มุมนี้เป็นมุมที่ วอนอิท สามารถแบ่งปันเรื่องราวความรักแรงบันดาลใจ เสียงหัวเราะ มิตรภาพและการX1ได้เปลี่ยนแปลงชีวิตของพวกคุณแบบไหนบ้าง เพื่อสร้างแรงบันดาลใจให้เพื่อนวอนอิททุกคน
มาเล่าเรื่องราวของคุณ อะไรที่ทำให้คุณรักสมาชิกแต่ละคนมากขึ้น มาแบ่งปันวิธีที่ X1 ช่วยให้คุณใช้ชีวิตประจําวันดีสนุกขึ้น หรือมีความสุขมากขึ้น แม้แต่วิธีที่วอนอิทกลายมาเป็นส่วนหนึ่งในชีวิตของคุณใด้แบบไหน! มาประกาศให้โลกรู้ว่าเด็กๆ 11 คนนี้เปลี่ยนแปลงชีวิตของคุณได้อย่างไรบ้าง
I met you during my hardest time in life. During my dreadful crash, i found a story in you that lifts me up. Same old narrative but put in fresh faces of young beautiful kids. In a little silly wishful thinking, i hoped to have a free ride on the rise of your success. Maybe.
You deserved a huge success, fabulous shows and interviews, wonderful track record, self- development and self-fulfilling experiences, especially in International stages. I was more than ready to witness your rise. Because...... somewhere in this world, somebody has to enjoy a happy life that they deserve. If not me, then at least somebody else will do, if they worked for it. That’d be fair, that would comfort me.
That was why I couldn’t idly sit and wait until someone else fights for you. When you were helplessly faced with stupid hates from the stupid world, again, like me... i thought what is going on, why is it like this, what the hell do you want from these young kids.
I was and still am too helpless to fight for my own happiness but maybe ... maybe it must be very comforting to think someone in the world will stand up for me.
I thought I’d do that for you.
You are still silent.. Smiling like nothing bad happened. Like it is just a past that is gone and erased. Like it wasn’t a big deal. The world is cold and we are not born yesterday. Yeah?

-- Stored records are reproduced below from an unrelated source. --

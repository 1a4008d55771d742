// crates/respond-store-sqlite/src/store.rs
// ============================================================================
// Module: SQLite Response Store
// Description: Durable ResponseStore backed by SQLite.
// Purpose: Persist responses and triggers with transactional integrity.
// Dependencies: respond-core, rusqlite, serde, thiserror, tracing
// ============================================================================

//! ## Overview
//! This module implements a durable [`ResponseStore`] using `SQLite`. The
//! schema holds a `response` table and a `"trigger"` table whose rows
//! reference their response through an enforced foreign key. Each
//! [`SqliteTransaction`] holds the connection lock and an open
//! `BEGIN IMMEDIATE` transaction; it is rolled back when dropped uncommitted.
//!
//! Rows are validated with the core rule validator before every insert and
//! update, so invalid data is rejected before it reaches `SQLite`.

// ============================================================================
// SECTION: Imports
// ============================================================================

use std::collections::BTreeMap;
use std::path::Path;
use std::path::PathBuf;
use std::sync::Arc;
use std::sync::Mutex;
use std::sync::MutexGuard;

use respond_core::Response;
use respond_core::ResponseFields;
use respond_core::ResponseId;
use respond_core::ResponseStore;
use respond_core::ResponseUpdate;
use respond_core::RuleSet;
use respond_core::StoreError;
use respond_core::StoreTransaction;
use respond_core::Timestamp;
use respond_core::Trigger;
use respond_core::TriggerFields;
use respond_core::TriggerId;
use respond_core::rules::validate_response;
use respond_core::rules::validate_trigger;
use rusqlite::Connection;
use rusqlite::OpenFlags;
use rusqlite::OptionalExtension;
use rusqlite::Row;
use rusqlite::params;
use serde::Deserialize;
use thiserror::Error;
use tracing::warn;

// ============================================================================
// SECTION: Constants
// ============================================================================

/// `SQLite` schema version for the store.
const SCHEMA_VERSION: i64 = 1;
/// Default busy timeout (ms).
const DEFAULT_BUSY_TIMEOUT_MS: u64 = 5_000;
/// Maximum length of a single path component.
const MAX_PATH_COMPONENT_LENGTH: usize = 255;
/// Maximum total path length.
const MAX_TOTAL_PATH_LENGTH: usize = 4096;
/// Response columns in row-mapping order.
const RESPONSE_COLUMNS: &str = "id, response, executable, created_by, created_at, updated_at";
/// Trigger columns in row-mapping order.
const TRIGGER_COLUMNS: &str =
    "id, \"trigger\", chance, response_id, created_by, created_at, updated_at";
// crates/respond-core/src/lib.rs
// ============================================================================
// Module: Respond Core Library
// Description: Public API surface for the respond trigger engine.
// Purpose: Expose the data model, trigger cache, store interfaces, and runtime.
// Dependencies: crate::{core, interfaces, runtime}
// ============================================================================

//! ## Overview
//! Respond core maintains (trigger -> response) pairs with probabilistic
//! firing. Incoming chat text is scanned against an in-memory trigger cache,
//! matched triggers are admitted by their per-trigger chance, and the parent
//! responses are resolved fresh from the store and deduplicated.
//!
//! Persistence is reached only through the [`ResponseStore`] interface so the
//! engine stays backend-agnostic; the SQLite adapter lives in
//! `respond-store-sqlite` and an in-memory store ships here for tests.

// ============================================================================
// SECTION: Modules
// ============================================================================

pub mod core;
pub mod interfaces;
pub mod runtime;

// ============================================================================
// SECTION: Re-Exports
// ============================================================================

pub use core::*;

pub use interfaces::ResponseStore;
pub use interfaces::StoreError;
pub use interfaces::StoreTransaction;
pub use runtime::Edited;
pub use runtime::InMemoryResponseStore;
pub use runtime::Removed;
pub use runtime::Respond;
pub use runtime::RespondError;
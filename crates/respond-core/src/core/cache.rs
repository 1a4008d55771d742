// crates/respond-core/src/core/cache.rs
// ============================================================================
// Module: Trigger Cache
// Description: In-process mirror of every stored trigger row.
// Purpose: Give the matching engine a store-free view of active triggers.
// Dependencies: none
// ============================================================================

//! ## Overview
//! The cache is the single source of truth for matching. It is filled once
//! at startup and then kept in step with the store by explicit calls made
//! after each committed mutation. Divergence from the store is a bug.
//!
//! The cache performs no locking; its owner serializes access.

// ============================================================================
// SECTION: Imports
// ============================================================================

use std::collections::BTreeSet;

use crate::core::identifiers::TriggerId;
use crate::core::model::Trigger;

// ============================================================================
// SECTION: Cache
// ============================================================================

/// Mutable list of cached triggers keyed by identity.
#[derive(Debug, Clone, Default, PartialEq)]
pub struct TriggerCache {
    /// Cached trigger rows.
    entries: Vec<Trigger>,
}

impl TriggerCache {
    /// Creates an empty cache.
    #[must_use]
    pub const fn new() -> Self {
        Self { entries: Vec::new() }
    }

    /// Appends a trigger.
    pub fn add(&mut self, trigger: Trigger) {
        self.entries.push(trigger);
    }

    /// Removes every entry with the given identity and returns how many were dropped.
    pub fn remove(&mut self, id: TriggerId) -> usize {
        let before = self.entries.len();
        self.entries.retain(|entry| entry.id != id);
        before - self.entries.len()
    }

    /// Merges `trigger` into the entry with the same identity.
    ///
    /// Returns false when no entry matched.
    pub fn update(&mut self, trigger: &Trigger) -> bool {
        let Some(entry) = self.entries.iter_mut().find(|entry| entry.id == trigger.id) else {
            return false;
        };
        entry.clone_from(trigger);
        true
    }

    /// Empties the cache, keeping the backing allocation.
    pub fn clear(&mut self) {
        self.entries.clear();
    }

    /// Returns the number of cached triggers.
    #[must_use]
    pub fn len(&self) -> usize {
        self.entries.len()
    }

    /// Returns true when nothing is cached.
    #[must_use]
    pub fn is_empty(&self) -> bool {
        self.entries.is_empty()
    }

    /// Iterates cached triggers.
    pub fn iter(&self) -> impl Iterator<Item = &Trigger> {
        self.entries.iter()
    }

    /// Returns the cached entry for `id`.
    #[must_use]
    pub fn get(&self, id: TriggerId) -> Option<&Trigger> {
        self.entries.iter().find(|entry| entry.id == id)
    }

    /// Returns true when `id` is cached.
    #[must_use]
    pub fn contains(&self, id: TriggerId) -> bool {
        self.get(id).is_some()
    }

    /// Returns the set of cached identities.
    #[must_use]
    pub fn ids(&self) -> BTreeSet<TriggerId> {
        self.entries.iter().map(|entry| entry.id).collect()
    }
}

impl Extend<Trigger> for TriggerCache {
    fn extend<I: IntoIterator<Item = Trigger>>(&mut self, iter: I) {
        self.entries.extend(iter);
    }
}

impl<'a> IntoIterator for &'a TriggerCache {
    type IntoIter = std::slice::Iter<'a, Trigger>;
    type Item = &'a Trigger;

    fn into_iter(self) -> Self::IntoIter {
        self.entries.iter()
    }
}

Maybe we need to just walk forward and forget the past. Unload the heavy hearts and just take light footsteps. Maybe that is what i need to do as a person and as a fan. Holding onto the pain doesn’t really help the future, maybe.
But i have lived long enough to know things don’t work that way.
It haunts us in the middle of night. It flashes up, puts us into depression what if same things happen in circulation, what if my success isn’t welcomed again, what if I don’t deserve happiness from the beginning..... those scary crazy ideas.
X1, beautiful and talented, sensitive boys.
I still hope it won’t take too long for someone to tell you that your hardship got paid off, it was all worth, you proved to the world that you are much bigger than the stupid hates from the stupid world.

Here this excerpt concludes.